E non succederà niente di male.
Esatto.
Perché noi portiamo il fuoco.
Sì. perché noi portiamo il fuoco.”
(Cormac McCarthy, La strada).
Provate ad assaporare la forza di queste parole e guardate con ragazzini de “La peste scarlatta” con occhi rinnovati. Leggete con lingua nuova queste pagine. Fate uno sforzo. Assaporate l’ebbrezza di vivere al loro fianco la possibilità di un nuovo divenire. Di indossare le loro vesti. I loro trofei. Di cacciare. Costruire. Immaginare. Procreare. Perché forse ci si sta sbagliando, perché forse quei ragazzini, ambigui, persecutori del vecchio professore che racconta storie incomprensibili, figli inconsapevoli della tragedia, sono fiori profumati che sbocciano nell’azione, sono gemme di alberi da frutto che si assaporano nell’immediatezza, sono il presente e il futuro di una nuova genia. Di un popolo diverso. Capace di stare al mondo con nuove energie e uno spirito rinnovato. Non per sopravvivere ma per vivere. Per far sorgere il nuovo mondo in una purezza lancinante.
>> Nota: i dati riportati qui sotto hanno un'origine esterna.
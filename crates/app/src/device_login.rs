//! Caller-side polling for the device-authorization flow.

use std::future::Future;
use std::time::Duration;

use tokio::time::{Instant, sleep};
use tracing::{debug, info};

use graphlink_domain::{AccessToken, DeviceCode, GraphError, GraphResult};

/// Polls until the user authorizes the device, the code dies, or the
/// remote side refuses.
///
/// Waits the code's interval before every poll and widens it by the same
/// amount on each slow-down answer. Once the code's lifetime has passed,
/// the last pending answer is returned.
///
/// # Errors
///
/// Returns the first error that is not a pending or slow-down answer, or
/// the last such answer once the code has expired.
pub async fn poll_for_token<F, Fut>(code: &DeviceCode, mut poll: F) -> GraphResult<AccessToken>
where
    F: FnMut() -> Fut,
    Fut: Future<Output = GraphResult<AccessToken>>,
{
    let deadline = Instant::now() + code.lifetime();
    let step = code.poll_interval();
    let mut interval = step;

    loop {
        sleep(interval).await;

        let err = match poll().await {
            Ok(token) => return Ok(token),
            Err(err) if err.is_device_poll_retryable() => err,
            Err(err) => return Err(err),
        };

        if Instant::now() >= deadline {
            info!("device code expired before authorization");
            return Err(err);
        }
        if matches!(err, GraphError::DeviceTokenSlowDown(_)) {
            interval = widen(interval, step);
            debug!(interval_secs = interval.as_secs(), "slowing down device polling");
        } else {
            debug!("authorization pending");
        }
    }
}

fn widen(interval: Duration, step: Duration) -> Duration {
    interval + step.max(Duration::from_secs(1))
}

#[cfg(test)]
#[allow(clippy::unwrap_used, clippy::expect_used, clippy::panic)]
mod tests {
    use super::*;
    use graphlink_domain::RemoteError;
    use pretty_assertions::assert_eq;
    use std::cell::Cell;

    fn code(expires_in: u64) -> DeviceCode {
        DeviceCode {
            code: "c".to_string(),
            user_code: "U".to_string(),
            verification_uri: "https://example.com/device".to_string(),
            expires_in,
            interval: 0,
        }
    }

    fn remote() -> RemoteError {
        RemoteError::new(400, "pending").with_code(31)
    }

    #[test]
    fn test_widen_adds_step() {
        assert_eq!(
            widen(Duration::from_secs(5), Duration::from_secs(5)),
            Duration::from_secs(10)
        );
        assert_eq!(widen(Duration::ZERO, Duration::ZERO), Duration::from_secs(1));
    }

    #[tokio::test]
    async fn test_polls_until_token() {
        let calls = Cell::new(0);
        let token = poll_for_token(&code(600), || {
            calls.set(calls.get() + 1);
            let attempt = calls.get();
            async move {
                if attempt < 3 {
                    Err(GraphError::DeviceTokenPending(remote()))
                } else {
                    Ok(AccessToken::new("t", None, None))
                }
            }
        })
        .await
        .unwrap();

        assert_eq!(token.access_token, "t");
        assert_eq!(calls.get(), 3);
    }

    #[tokio::test]
    async fn test_terminal_error_stops_polling() {
        let calls = Cell::new(0);
        let err = poll_for_token(&code(600), || {
            calls.set(calls.get() + 1);
            async { Err(GraphError::OAuth(remote())) }
        })
        .await
        .unwrap_err();

        assert!(matches!(err, GraphError::OAuth(_)));
        assert_eq!(calls.get(), 1);
    }

    #[tokio::test]
    async fn test_expired_code_returns_last_answer() {
        let err = poll_for_token(&code(0), || async {
            Err(GraphError::DeviceTokenPending(remote()))
        })
        .await
        .unwrap_err();

        assert!(matches!(err, GraphError::DeviceTokenPending(_)));
    }
}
O forse anch’io sono un arrabbiato per partito preso: un bastiacontrario. Che spalanca le finestre dopo l’ennesima giornata disastrosa e sorride alle stelle e alla luna, calde e bianche nel cielo di una fredda sera di primavera. La neve che rischiara l’orizzonte nell’approssimarsi di una rinnovata alba.